The most astonishing document has been published by a body called Swiss Banking, who appear to represent the collective body of bankers in that country. Dated in December 2009 it’s only just come to my attention.

What is astonishing about it is the extraordinary arrogance of their proposals which will, they think, let them keep Swiss banking secrecy intact. To do so they are proposing a withholding tax in Switzerland on interest income, dividends, payments from funds, on capital gains and wealth. The object they say is:

to ensure that the assets deposited by foreign-domiciled clients with Swiss banks are compliant with the income tax laws of their relevant tax domicile. At the same time the purpose is to protect the privacy of these clients.

Switzerland offers to collect the flat rate tax on income paid on balances of foreign domiciled clients for countries that wish to avail themselves of the service. This tax is deducted by the paying agent (the bank) and credited to the tax authorities of the client’s tax domicile.

In return, Switzerland demands undiscriminated access to the financial markets of these countries under prevailing national law.

This needs some serious unpacking.

First: let’s be quite clear about the taxes that are proposed. They are flat taxes, about which the Swiss banks are eulogistic in their praise. Most of the rest of the world is not so enthusiastic, of course. The reality is that flat taxes are deeply regressive, and highly avoidable, as my own work on them has shown. As they say:

The model is generally also open to parties with progressive rates of tax, but on condition that a uniform rate is applied. A progressive taxation system would be technically virtually impossible to implement.

Second, let’s be clear that the Swiss determine the rate according to this model. They say it would coincide with the EU withholding rate – which will be 35% soon – but there’s no guarantee of that.

Third, they demand that:

The payment of the flat rate tax by the client is definitive, meaning that the client’s assets held with a bank in Switzerland have then been definitively assessed. The client no longer needs to declare the assets concerned in his/her/its annual tax return. The client receives (on request) an annual tax statement from the paying agent showing the tax amounts deducted.

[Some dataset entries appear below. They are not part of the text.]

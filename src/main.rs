#[cfg(not(target_arch = "wasm32"))]
fn main() {
    eprintln!("This crate only runs in the browser. Run `trunk serve` or `trunk build --release`.");
}

#[cfg(target_arch = "wasm32")]
fn main() {
    ora_clinic::frontend::run();
}
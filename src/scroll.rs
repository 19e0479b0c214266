/// What the navbar controller reads on every scroll, resize or load tick.
#[derive(Clone, Copy, Debug, PartialEq)]
pub struct ScrollSnapshot {
    pub offset: f64,
    pub navbar_height: i32,
}

/// Visual state owned by the navbar controller.
#[derive(Clone, Debug, Default, PartialEq, Eq)]
pub struct NavbarState {
    pub scrolled: bool,
    pub back_to_top_visible: bool,
    pub menu_top: String,
}

/// Elements the navbar controller toggles classes on.
#[derive(Clone, Copy, Debug, PartialEq, Eq)]
pub enum NavbarPart {
    Navbar,
    BackToTop,
}

pub const SCROLLED_CLASS: &str = "scrolled";
pub const VISIBLE_CLASS: &str = "visible";

impl NavbarState {
    /// Class writes for this state. The back-to-top control is optional
    /// markup; without it only the navbar is touched.
    pub fn class_toggles(
        &self,
        back_to_top_present: bool,
    ) -> Vec<(NavbarPart, &'static str, bool)> {
        let mut toggles = vec![(NavbarPart::Navbar, SCROLLED_CLASS, self.scrolled)];
        if back_to_top_present {
            toggles.push((NavbarPart::BackToTop, VISIBLE_CLASS, self.back_to_top_visible));
        }
        toggles
    }
}

#[derive(Clone, Copy, Debug)]
pub struct NavbarStateController {
    scrolled_threshold: f64,
    back_to_top_threshold: f64,
}

impl NavbarStateController {
    pub fn new(scrolled_threshold: f64, back_to_top_threshold: f64) -> Self {
        Self {
            scrolled_threshold,
            back_to_top_threshold,
        }
    }

    pub fn state_for(&self, snapshot: ScrollSnapshot) -> NavbarState {
        NavbarState {
            scrolled: snapshot.offset > self.scrolled_threshold,
            back_to_top_visible: snapshot.offset > self.back_to_top_threshold,
            menu_top: mobile_menu_top(snapshot.navbar_height),
        }
    }
}

/// The mobile menu hangs directly below the navbar's rendered height.
pub fn mobile_menu_top(navbar_height: i32) -> String {
    format!("{navbar_height}px")
}

#[cfg(test)]
mod tests {
    use super::*;

    fn controller() -> NavbarStateController {
        NavbarStateController::new(50.0, 500.0)
    }

    fn at(offset: f64) -> NavbarState {
        controller().state_for(ScrollSnapshot {
            offset,
            navbar_height: 72,
        })
    }

    #[test]
    fn scrolled_state_flips_strictly_above_fifty() {
        assert!(!at(0.0).scrolled);
        assert!(!at(50.0).scrolled);
        assert!(at(50.5).scrolled);
        assert!(at(1_200.0).scrolled);
    }

    #[test]
    fn back_to_top_appears_strictly_above_five_hundred() {
        assert!(!at(499.0).back_to_top_visible);
        assert!(!at(500.0).back_to_top_visible);
        assert!(at(501.0).back_to_top_visible);
    }

    #[test]
    fn thresholds_hold_across_a_sweep_of_offsets() {
        for offset in (0..2_000).step_by(7) {
            let offset = f64::from(offset);
            let state = at(offset);
            assert_eq!(state.scrolled, offset > 50.0);
            assert_eq!(state.back_to_top_visible, offset > 500.0);
        }
    }

    #[test]
    fn menu_top_tracks_navbar_height() {
        assert_eq!(at(0.0).menu_top, "72px");
        assert_eq!(mobile_menu_top(0), "0px");
    }

    #[test]
    fn navbar_still_toggles_without_a_back_to_top_control() {
        let state = at(720.0);

        assert_eq!(
            state.class_toggles(false),
            vec![(NavbarPart::Navbar, "scrolled", true)]
        );
        assert_eq!(state.menu_top, "72px");
    }

    #[test]
    fn back_to_top_toggle_follows_the_navbar_one() {
        assert_eq!(
            at(20.0).class_toggles(true),
            vec![
                (NavbarPart::Navbar, "scrolled", false),
                (NavbarPart::BackToTop, "visible", false),
            ]
        );
    }

    #[test]
    fn repeated_ticks_with_same_input_are_stable() {
        assert_eq!(at(640.0), at(640.0));
    }
}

There are massive further technical problems inherent in the proposals – which are naive on these technical issues to a degree that is quite extraordinary, but let’s stop at this point and realise what the Swiss bankers are demanding. It is this:

  1. That the Swiss be allowed to set the prevailing current flat tax rate on all sorts of investment income for any state that enters into an arrangement of the proposed sort with Switzerland.
  2. That progressive taxation on investment income be banned in those partner states as a consequence because they would be unenforceable. That would be because Switzerland could always undermine higher rates and there would be no penalty on anyone making use of Swiss banks rather than local banks and as such local banking would collapse if there were to be higher rate or progressive taxes in any state entering into such a deal with Switzerland.
  3. That any state entering into such an agreement with Switzerland must forego its own right to set its own tax rates henceforth – not least because Switzerland wants to apply this tax rate to some forms of company and other entities as well.
  4. That any state entering into such an agreement forego its right to demand tax returns that are full, complete and accurate from its residents.
  5. That any state entering into such a deal forego the right to ask its taxpaying population about why they have funds in Switzerland – and whether the capital transferred there should have been taxable in the home jurisdiction or not – so foregoing all prospect of ever making investigation of tax evasion.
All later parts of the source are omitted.